Day 21 - Working & Sabbath Community

Reading: Exodus 23:10-13

At the start of this week, we read and contemplated God’s desire for us to have Sabbath rest. I hope that this week has been filled with moments of Sabbath in your personal life and that you have prepared (or are preparing) a special Sabbath time for Saturday or Sunday. We have mainly focused, however, on what Sabbath means in our personal lives.

After discussing other aspects of work this week, we must notice that the effects of our work reach far beyond ourselves. Our work touches the lives of our families, our colleagues, our friends, and indeed, the whole world. And so, likewise, our Sabbath must reach beyond ourselves.

Exodus calls for a sabbatical year for land, vineyards, and orchards – not only because it is good for the soil to lie fallow but also because it offers the poor and the animals an opportunity also to be fed by the harvest. This passage also states that rest on the seventh day is not just for you but also so that “your donkey, and your homeborn slave, and the resident alien may be refreshed.”

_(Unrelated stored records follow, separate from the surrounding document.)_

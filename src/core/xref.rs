use super::base_stream::BaseStream;
use super::error::{PdfError, PdfResult};
use super::filters::{apply_png_predictor, decode_stream};
use super::lexer::Lexer;
use super::parser::Parser;
use super::registry::ObjectRegistry;
use super::value::PdfObject;
use rustc_hash::FxHashSet;
use smallvec::SmallVec;

/// Byte window scanned from end-of-file for `startxref`. Deliberately narrow: PDFs that bury `startxref` deeper than this
/// are malformed for this engine's purposes.
const TAIL_SCAN_WINDOW: usize = 32;

/// Loads a PDF's cross-reference chain, populating an `ObjectRegistry` with
/// one record per live indirect object.
pub struct XrefLoader<'a> {
    registry: &'a mut ObjectRegistry,
    /// Object numbers of compressed entries discovered while walking the
    /// chain, queued for the object-stream decoder to materialize.
    pub pending_compressed: Vec<(u32, u32, u32)>,
}

/// Outcome of a successful load: the resolved trailer dictionary and the
/// root/info/encrypt/id entries it names.
pub struct LoadedTrailer {
    pub trailer: PdfObject,
    pub root: PdfObject,
    pub info: Option<PdfObject>,
    pub id: Option<PdfObject>,
}

impl<'a> XrefLoader<'a> {
    pub fn new(registry: &'a mut ObjectRegistry) -> Self {
        XrefLoader {
            registry,
            pending_compressed: Vec::new(),
        }
    }

    /// Runs the full load algorithm against `stream`, returning the
    /// resolved trailer. `stream` must be positioned anywhere; its length
    /// is used to find the tail scan window.
    pub fn load(&mut self, stream: &mut dyn BaseStream) -> PdfResult<LoadedTrailer> {
        let start_offset = self.find_startxref(stream)?;

        let mut visited = FxHashSet::default();
        let mut next_offset = Some(start_offset);
        let mut merged_trailer: Option<PdfObject> = None;

        while let Some(offset) = next_offset {
            if !visited.insert(offset) {
                return Err(PdfError::xref_format("cyclic /Prev chain in cross-reference sections"));
            }

            let (trailer, prev) = self.load_section(stream, offset)?;

            if merged_trailer.is_none() {
                merged_trailer = Some(trailer.clone());
            }

            next_offset = prev;
        }

        let trailer = merged_trailer
            .ok_or_else(|| PdfError::xref_format("no cross-reference section was loaded"))?;

        let root = trailer
            .get("Root")
            .cloned()
            .ok_or_else(|| PdfError::catalog("Missing Root object"))?;
        let info = trailer.get("Info").cloned();
        let id = trailer.get("ID").cloned();

        Ok(LoadedTrailer { trailer, root, info, id })
    }

    /// Scans the last 32 bytes for `startxref`,
    /// followed by an integer offset.
    fn find_startxref(&self, stream: &dyn BaseStream) -> PdfResult<u64> {
        let tail = stream.tail_bytes(TAIL_SCAN_WINDOW)?;
        let marker = b"startxref";
        let marker_pos = tail
            .windows(marker.len())
            .rposition(|w| w == marker)
            .ok_or_else(|| PdfError::xref_locate("'startxref' not found in tail scan window"))?;

        let rest = &tail[marker_pos + marker.len()..];
        let digits_start = rest.iter().position(|b| b.is_ascii_digit());
        let digits_start = match digits_start {
            Some(i) => i,
            None => return Err(PdfError::xref_locate("no offset following 'startxref'")),
        };
        let digits_end = rest[digits_start..]
            .iter()
            .position(|b| !b.is_ascii_digit())
            .map(|i| digits_start + i)
            .unwrap_or(rest.len());

        let text = std::str::from_utf8(&rest[digits_start..digits_end])
            .map_err(|_| PdfError::xref_locate("startxref offset is not valid UTF-8"))?;
        text.parse::<u64>()
            .map_err(|_| PdfError::xref_locate("startxref offset is not a valid integer"))
    }

    /// Loads one cross-reference section (classical table or stream) at
    /// `offset`, returning its trailer and the `/Prev` offset to chain to,
    /// if any.
    fn load_section(
        &mut self,
        stream: &mut dyn BaseStream,
        offset: u64,
    ) -> PdfResult<(PdfObject, Option<u64>)> {
        stream.set_pos(offset as usize)?;

        // Peek far enough to tell a classical "xref" keyword apart from an
        // xref-stream object header ("N G obj").
        let peek = stream.peek_bytes(4)?;
        if peek.starts_with(b"xref") {
            self.load_classical_table(stream)
        } else {
            self.load_xref_stream(stream, offset)
        }
    }

    /// Classical xref table: a `xref` keyword
    /// followed by one or more subsections, then a `trailer` dictionary.
    fn load_classical_table(
        &mut self,
        stream: &mut dyn BaseStream,
    ) -> PdfResult<(PdfObject, Option<u64>)> {
        let keyword = stream.get_bytes(4)?;
        if &keyword != b"xref" {
            return Err(PdfError::xref_format("expected 'xref' keyword"));
        }
        skip_eol(stream)?;

        loop {
            skip_whitespace(stream)?;
            let peek = stream.peek_bytes(7.min(stream.length() - stream.pos()))?;
            if peek.starts_with(b"trailer") {
                stream.get_bytes(7)?;
                break;
            }

            let (start, count) = read_subsection_header(stream)?;
            for i in 0..count {
                let entry_bytes = stream.get_bytes(20)?;
                let (raw_offset, raw_gen, kind) = parse_classical_entry(&entry_bytes)?;
                let number = start + i as u32;
                if kind == b'n' {
                    let generation = super::parser::validate_generation(raw_gen as f64)?;
                    self.registry.add(number, generation, raw_offset);
                }
            }
        }

        skip_whitespace(stream)?;
        let lexer = Lexer::new(stream.make_sub_stream(stream.pos(), stream.length() - stream.pos())?)?;
        let mut parser = Parser::new(lexer)?;
        let trailer = parser.get_object()?;
        if trailer.as_dict().is_none() {
            return Err(PdfError::xref_format("trailer is not a dictionary"));
        }

        let prev = trailer.get("Prev").and_then(|p| p.as_f64()).map(|n| n as u64);
        Ok((trailer, prev))
    }

    /// Xref-stream object: `N G obj << ... >>
    /// stream ... endstream`.
    fn load_xref_stream(
        &mut self,
        stream: &mut dyn BaseStream,
        offset: u64,
    ) -> PdfResult<(PdfObject, Option<u64>)> {
        let remaining = stream.length() - offset as usize;
        let sub = stream.make_sub_stream(offset as usize, remaining)?;
        let lexer = Lexer::new(sub)?;
        let mut parser = Parser::new(lexer)?;
        let (number, generation, value, stream_rel_offset) = parser.parse_indirect_object()?;
        if generation != 0 {
            return Err(PdfError::xref_format("xref stream object must have generation 0"));
        }

        let dict = value
            .as_dict()
            .ok_or_else(|| PdfError::xref_format("xref stream object has no dictionary"))?;
        if dict.get("Type").and_then(|t| t.as_name()) != Some("XRef") {
            return Err(PdfError::xref_format("xref stream missing /Type /XRef"));
        }

        // The xref-stream object is itself a live indirect object; register
        // it before decoding its body so first-write-wins covers it too.
        self.registry.add(number, generation, offset);

        let stream_rel_offset = stream_rel_offset
            .ok_or_else(|| PdfError::xref_format("xref stream object has no stream body"))?;
        let length = dict
            .get("Length")
            .and_then(|l| l.as_i64())
            .ok_or_else(|| PdfError::xref_format("xref stream missing /Length"))? as usize;

        let raw = stream.get_byte_range(offset as usize + stream_rel_offset, offset as usize + stream_rel_offset + length)?;
        let filter = dict.get("Filter").and_then(|f| f.as_name());
        let mut decoded = decode_stream(&raw, filter)?;

        if let Some(parms) = dict.get("DecodeParms").and_then(|p| p.as_dict()) {
            let predictor = parms.get("Predictor").and_then(|p| p.as_i64()).unwrap_or(1);
            if (10..=15).contains(&predictor) {
                let colors = parms.get("Colors").and_then(|c| c.as_i64()).unwrap_or(1) as usize;
                let bpc = parms
                    .get("BitsPerComponent")
                    .and_then(|b| b.as_i64())
                    .unwrap_or(8) as usize;
                let columns = parms.get("Columns").and_then(|c| c.as_i64()).unwrap_or(1) as usize;
                decoded = apply_png_predictor(&decoded, colors, bpc, columns)?;
            }
        }

        let w = dict
            .get("W")
            .and_then(|w| w.as_array())
            .ok_or_else(|| PdfError::xref_format("xref stream missing /W"))?;
        if w.len() != 3 {
            return Err(PdfError::xref_format("/W must have exactly 3 entries"));
        }
        let widths: SmallVec<[usize; 3]> = w
            .iter()
            .map(|n| n.as_i64().ok_or_else(|| PdfError::xref_format("/W entries must be integers")).map(|n| n as usize))
            .collect::<PdfResult<_>>()?;
        let (w0, w1, w2) = (widths[0], widths[1], widths[2]);
        if w1 < 1 || w2 > 2 || w0 + w1 + w2 > 32 {
            return Err(PdfError::xref_format(
                "/W out of bounds: field 2 must be >=1, field 3 must be <=2, total <=32 bits",
            ));
        }

        let size = dict
            .get("Size")
            .and_then(|s| s.as_i64())
            .ok_or_else(|| PdfError::xref_format("xref stream missing /Size"))? as u32;

        let (index_start, index_count) = match dict.get("Index").and_then(|i| i.as_array()) {
            Some(pairs) => {
                if pairs.len() != 2 {
                    return Err(PdfError::xref_format(
                        "/Index with more than one range pair is not supported",
                    ));
                }
                let start = pairs[0].as_i64().ok_or_else(|| PdfError::xref_format("/Index entries must be integers"))? as u32;
                let count = pairs[1].as_i64().ok_or_else(|| PdfError::xref_format("/Index entries must be integers"))? as u32;
                (start, count)
            }
            None => (0, size),
        };

        let record_width = w0 + w1 + w2;
        if decoded.len() < index_count as usize * record_width {
            return Err(PdfError::xref_format("xref stream data shorter than /Index range implies"));
        }

        for i in 0..index_count {
            let rec = &decoded[i as usize * record_width..(i as usize + 1) * record_width];
            let field0 = if w0 == 0 { 1 } else { read_be(&rec[0..w0]) };
            let field1 = read_be(&rec[w0..w0 + w1]);
            let field2 = read_be(&rec[w0 + w1..w0 + w1 + w2]);
            let number = index_start + i;

            match field0 {
                0 => {} // free entry, nothing to register
                1 => {
                    let generation = super::parser::validate_generation(field2 as f64)?;
                    self.registry.add(number, generation, field1);
                }
                2 => {
                    self.pending_compressed.push((number, field1 as u32, field2 as u32));
                }
                other => return Err(PdfError::xref_format(format!("unknown xref entry type {other}"))),
            }
        }

        let prev = dict.get("Prev").and_then(|p| p.as_f64()).map(|n| n as u64);
        Ok((value, prev))
    }
}

fn read_be(bytes: &[u8]) -> u64 {
    bytes.iter().fold(0u64, |acc, &b| (acc << 8) | b as u64)
}

fn skip_eol(stream: &mut dyn BaseStream) -> PdfResult<()> {
    let b = stream.peek_byte()?;
    if b == b'\r' {
        stream.get_byte()?;
        if stream.pos() < stream.length() && stream.peek_byte()? == b'\n' {
            stream.get_byte()?;
        }
    } else if b == b'\n' {
        stream.get_byte()?;
    }
    Ok(())
}

fn skip_whitespace(stream: &mut dyn BaseStream) -> PdfResult<()> {
    while stream.pos() < stream.length() {
        let b = stream.peek_byte()?;
        if b == b' ' || b == b'\t' || b == b'\r' || b == b'\n' {
            stream.get_byte()?;
        } else {
            break;
        }
    }
    Ok(())
}

/// Reads `"<start> <count>"` on its own line, the header of one classical
/// xref subsection.
fn read_subsection_header(stream: &mut dyn BaseStream) -> PdfResult<(u32, u32)> {
    let mut digits = Vec::new();
    let mut numbers = Vec::new();

    loop {
        if stream.pos() >= stream.length() {
            return Err(PdfError::xref_format("unexpected end of xref subsection header"));
        }
        let b = stream.get_byte()?;
        if b.is_ascii_digit() {
            digits.push(b);
        } else if b == b' ' || b == b'\r' || b == b'\n' {
            if !digits.is_empty() {
                let text = std::str::from_utf8(&digits)
                    .map_err(|_| PdfError::xref_format("non-UTF8 subsection header"))?;
                numbers.push(
                    text.parse::<u32>()
                        .map_err(|_| PdfError::xref_format("invalid subsection header integer"))?,
                );
                digits.clear();
            }
            if numbers.len() == 2 && (b == b'\n' || b == b'\r') {
                if b == b'\r' && stream.pos() < stream.length() && stream.peek_byte()? == b'\n' {
                    stream.get_byte()?;
                }
                break;
            }
        } else {
            return Err(PdfError::xref_format("malformed xref subsection header"));
        }
    }

    if numbers.len() != 2 {
        return Err(PdfError::xref_format("xref subsection header must have two integers"));
    }
    Ok((numbers[0], numbers[1]))
}

/// Parses one fixed 20-byte classical xref entry: a 10-digit offset, a
/// 5-digit generation, a type byte (`n` or `f`), and a 2-byte terminator
/// that must be one of "\r\n", " \n", or " \r".
fn parse_classical_entry(entry: &[u8]) -> PdfResult<(u64, u32, u8)> {
    if entry.len() != 20 {
        return Err(PdfError::xref_format("xref entry is not 20 bytes"));
    }
    let offset_text = std::str::from_utf8(&entry[0..10])
        .map_err(|_| PdfError::xref_format("xref entry offset is not ASCII"))?;
    let gen_text = std::str::from_utf8(&entry[11..16])
        .map_err(|_| PdfError::xref_format("xref entry generation is not ASCII"))?;
    let kind = entry[17];
    if kind != b'n' && kind != b'f' {
        return Err(PdfError::xref_format("xref entry type must be 'n' or 'f'"));
    }
    let terminator = &entry[18..20];
    let terminator_ok = terminator == b"\r\n" || terminator == b" \n" || terminator == b" \r";
    if !terminator_ok {
        return Err(PdfError::xref_format("xref entry terminator must be CRLF, SPLF, or SPCR"));
    }

    let offset = offset_text
        .parse::<u64>()
        .map_err(|_| PdfError::xref_format("xref entry offset is not a valid integer"))?;
    let generation = gen_text
        .parse::<u32>()
        .map_err(|_| PdfError::xref_format("xref entry generation is not a valid integer"))?;
    Ok((offset, generation, kind))
}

Very few of us today have donkeys...but instead of donkeys, we use machines operated by humans for most forms of transportation and farming. Even fewer people (one would hope), have slaves, but there do remain many resident aliens in our midst, and we continue to maintain a society where some people serve at the command of those who have greater power and education. We continue to be a world of insiders and outsiders. A world where some are entitled to certain privileges and others are not. The scriptures indicate, however, that Sabbath should not be a privilege to which only some are privy.

Often when going to brunch on a Sunday, I wonder when, or if, the people working at the restaurant have their Sabbath. In our instantaneous, self-indulgent, globalized culture, we expect knowledge and resources to be at our fingertips immediately, without stopping to think that someone else’s work was required for that to be possible.

But when we, as individuals, truly slow down, we allow the world to slow down with us. When we cease with incessant productivity, we cease to require it of others, as well, which means that we are making space for the world to rest.

When studying at seminary, I was in awe of a particular minister and professor. I often bumped into him, as I was racing to a class, scrambling to finish a paper, or rushing to a rehearsal. But aside from the annual Shrove Tuesday Pancake-Flipping Race, I never saw him move above a snail’s pace. It was as though he carried a bit of Sabbath with him at all times. A bit of God’s rest – rest in the knowledge that even though he is one of the most productive, wise theological scholars of this time, God is wiser and more faithful than he is, and God would go before him in every work that he did. He was humble enough to know that God would be working, with or without him.

I was always convicted of my self-importance, my sub-par time management skills, and my frantic spirit during these encounters with him. But his pace and spirit gave me permission—not to be constantly late because I was walking so slowly but to re-evaluate calmly and carefully what work I was doing, what time I was spending, what rush was necessary, and where God’s work really was in all of my clutter.

When we practice Sabbath, we acknowledge that God has worked and will continue to work without our busy-ness getting in the way. God’s work arches over all of our work. God gives us all permission to rest, and so we can cease from pumping up each other’s self-importance and instead must permit one another to rest.

As you consider the work, the discipline, of Sabbath in your own life, how might this discipline affect the lives and work of others around you? How does it draw you more deeply into life-giving community? How does it deepen your understanding of the work God would have you to do in His world?

Putting Faith into Action:

In the spirit of the Jewish tradition of the Sabbath, or Shabbat, meal, light two candles on the Sabbath, in response to God’s command both to remember and to keep the Sabbath. In a great attitude of respect, pray the prayer:

“Blessed are you Lord, our God, sovereign of the universe – who has sanctified us with His commandments and commanded us to light the lights of Shabbat.”

Read again the passage from Genesis 2:1-3, remembering the work that God has done in your life and in the world and trusting in the work God has yet to do in your life, through your life, and for the world God so loves.

Invite someone else who is a hard-working person to share a Sabbath with you. This may be someone who works for you or with you, or someone else you have noticed in the community. Give each other permission to rest and appreciate God’s abundance.